Mark and Lori Hacking's families, however, said the 27-year-old woman was unraveling years of deception by her husband, starting with his lies about having been accepted to medical school.

On Monday, a judge listened to nearly two hours of emotional, angry and sometimes bitter testimony from Mark and Lori Hacking's families before handing down the stiffest sentence she could under Utah law: six years to life in prison. Only the parole board can decide how long Hacking stays locked up.

"I want him to rot in his cell every day — to know he killed a beautiful thing and threw her in the garbage," said Lori Hacking's father, Eraldo Soares.

Her mother, 67-year-old Thelma Soares, said Hacking had been a "brilliant" liar who "had us all fooled for so many years." She recalled sharing jokes with her son-in-law about a supposed college anatomy class he was attending. "It still amazes me he was able to pull the wool over so many eyes for so long with such detail and expertise," she said.

Hacking's family blamed depression and a brain injury from a roofing accident they said left him unable to concentrate in college, from which — to his family's surprise — he never graduated.

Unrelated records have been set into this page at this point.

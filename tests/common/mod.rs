//! Shared utilities for integration tests: an in-process JSON-RPC node.

#![allow(dead_code)]

use std::collections::HashMap;
use std::net::SocketAddr;
use std::sync::{Arc, Mutex};
use std::time::Duration;

use axum::extract::State;
use axum::routing::post;
use axum::{Json, Router};
use serde_json::{json, Value};
use tokio::net::TcpListener;
use url::Url;

/// Base58 of 32 bytes of `byte`, as the node reports object digests.
pub fn digest(byte: u8) -> String {
    bs58::encode([byte; 32]).into_string()
}

type Responder = Arc<dyn Fn(&Value) -> Reply + Send + Sync>;

/// What the node answers for one method.
#[derive(Clone)]
pub enum Reply {
    Result(Value),
    Error { code: i64, message: String },
}

struct NodeState {
    responders: HashMap<String, Responder>,
    delay: Option<Duration>,
    requests: Mutex<Vec<Value>>,
}

/// Mock node configuration. Unconfigured methods answer "method not found".
#[derive(Default)]
pub struct MockNode {
    responders: HashMap<String, Responder>,
    delay: Option<Duration>,
}

impl MockNode {
    pub fn new() -> Self {
        Self::default()
    }

    /// A node that resolves every object as shared, holds one large gas coin
    /// and executes any transaction successfully.
    pub fn healthy() -> Self {
        Self::new()
            .respond("sui_multiGetObjects", |params| {
                let ids = params[0].as_array().cloned().unwrap_or_default();
                let objects: Vec<Value> = ids
                    .into_iter()
                    .map(|id| {
                        json!({
                            "data": {
                                "objectId": id,
                                "version": "11",
                                "digest": digest(4),
                                "owner": { "Shared": { "initial_shared_version": 3 } }
                            }
                        })
                    })
                    .collect();
                Reply::Result(Value::Array(objects))
            })
            .reply("suix_getReferenceGasPrice", json!("750"))
            .reply(
                "suix_getCoins",
                json!({
                    "data": [
                        { "coinObjectId": "0xc01", "version": "7", "digest": digest(1), "balance": "40000000" },
                        { "coinObjectId": "0xc02", "version": "9", "digest": digest(2), "balance": "900000000" }
                    ],
                    "nextCursor": null,
                    "hasNextPage": false
                }),
            )
            .reply(
                "sui_executeTransactionBlock",
                json!({
                    "digest": "5uDG1cnBHcWiVWsJt2DZVhmvXaMvTYFcNPZhz7ReByDq",
                    "effects": { "status": { "status": "success" }, "gasUsed": { "computationCost": "1000" } },
                    "events": [],
                    "objectChanges": [{ "type": "created", "objectId": "0xfeed" }],
                    "balanceChanges": []
                }),
            )
    }

    pub fn reply(self, method: &str, result: Value) -> Self {
        self.respond(method, move |_| Reply::Result(result.clone()))
    }

    pub fn reject(self, method: &str, code: i64, message: &str) -> Self {
        let message = message.to_string();
        self.respond(method, move |_| Reply::Error {
            code,
            message: message.clone(),
        })
    }

    pub fn respond<F>(mut self, method: &str, responder: F) -> Self
    where
        F: Fn(&Value) -> Reply + Send + Sync + 'static,
    {
        self.responders.insert(method.to_string(), Arc::new(responder));
        self
    }

    /// Hold every response for `delay`.
    pub fn delay(mut self, delay: Duration) -> Self {
        self.delay = Some(delay);
        self
    }

    pub async fn start(self) -> RunningNode {
        let state = Arc::new(NodeState {
            responders: self.responders,
            delay: self.delay,
            requests: Mutex::new(Vec::new()),
        });

        let app = Router::new()
            .route("/", post(handle))
            .with_state(state.clone());

        let listener = TcpListener::bind("127.0.0.1:0").await.unwrap();
        let addr = listener.local_addr().unwrap();
        tokio::spawn(async move {
            let _ = axum::serve(listener, app).await;
        });

        RunningNode { addr, state }
    }
}

async fn handle(State(state): State<Arc<NodeState>>, Json(request): Json<Value>) -> Json<Value> {
    state.requests.lock().unwrap().push(request.clone());
    if let Some(delay) = state.delay {
        tokio::time::sleep(delay).await;
    }

    let id = request["id"].clone();
    let method = request["method"].as_str().unwrap_or_default();
    let reply = match state.responders.get(method) {
        Some(responder) => responder(&request["params"]),
        None => Reply::Error {
            code: -32601,
            message: format!("Method not found: {}", method),
        },
    };

    Json(match reply {
        Reply::Result(result) => json!({ "jsonrpc": "2.0", "id": id, "result": result }),
        Reply::Error { code, message } => json!({
            "jsonrpc": "2.0",
            "id": id,
            "error": { "code": code, "message": message }
        }),
    })
}

/// Handle to a started node.
pub struct RunningNode {
    addr: SocketAddr,
    state: Arc<NodeState>,
}

impl RunningNode {
    pub fn url(&self) -> Url {
        Url::parse(&format!("http://{}/", self.addr)).unwrap()
    }

    /// Every request received so far, in arrival order.
    pub fn requests(&self) -> Vec<Value> {
        self.state.requests.lock().unwrap().clone()
    }

    /// Method names received so far, in arrival order.
    pub fn methods(&self) -> Vec<String> {
        self.requests()
            .iter()
            .filter_map(|r| r["method"].as_str().map(str::to_string))
            .collect()
    }

    /// Params of the first call to `method`.
    pub fn params_of(&self, method: &str) -> Option<Value> {
        self.requests()
            .into_iter()
            .find(|r| r["method"] == method)
            .map(|r| r["params"].clone())
    }
}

He bought a cap and gown but feigned sickness on the day of his graduation ceremony.

All along, Hacking felt intense pressure to measure up to older brothers who became a doctor and an engineer, his siblings and parents testified Monday.

His father, a pediatrician, said Mark Hacking's "house of cards" finally crumbled after Lori called school administrators in North Carolina, who told her Mark Hacking was not enrolled there, even as the couple was packing for the move.

"I truly feel like he 'snapped' and didn't know what he was doing," his father, Douglas Hacking, said Monday.

On his turn in court, Mark Hacking, 29, spoke haltingly, saying he could offer no excuse for his behavior, would accept whatever punishment he ultimately gets and that a life sentence probably wasn't enough to amend for the murder of his wife.

"She didn't do nothing but love me unconditionally, even when I didn't deserve it. She was the greatest thing that ever happened to me, but I killed her, and took the life of my unborn child and put them in the garbage and I can't explain why I did it," Hacking said.

"I put them in the garbage, and they rotted out at the landfill. I'm tormented every waking minute by what I did," he said.

An autopsy of the badly decomposed body could not confirm that Lori Hacking (search) was pregnant, as she had told friends, leaving the state unable to seek the death penalty. Prosecutor Robert Stott said that left insufficient proof for such a charge.

Under Utah's system of indeterminate criminal sentences, first-degree murder brings a mandatory five years to life, but Hacking's minimum will be increased to six years because he used a firearm. The judge can only impose the broad range of sentence, leaving it up to Utah's Board of Pardons and Parole to decide when or if Hacking will ever be set free.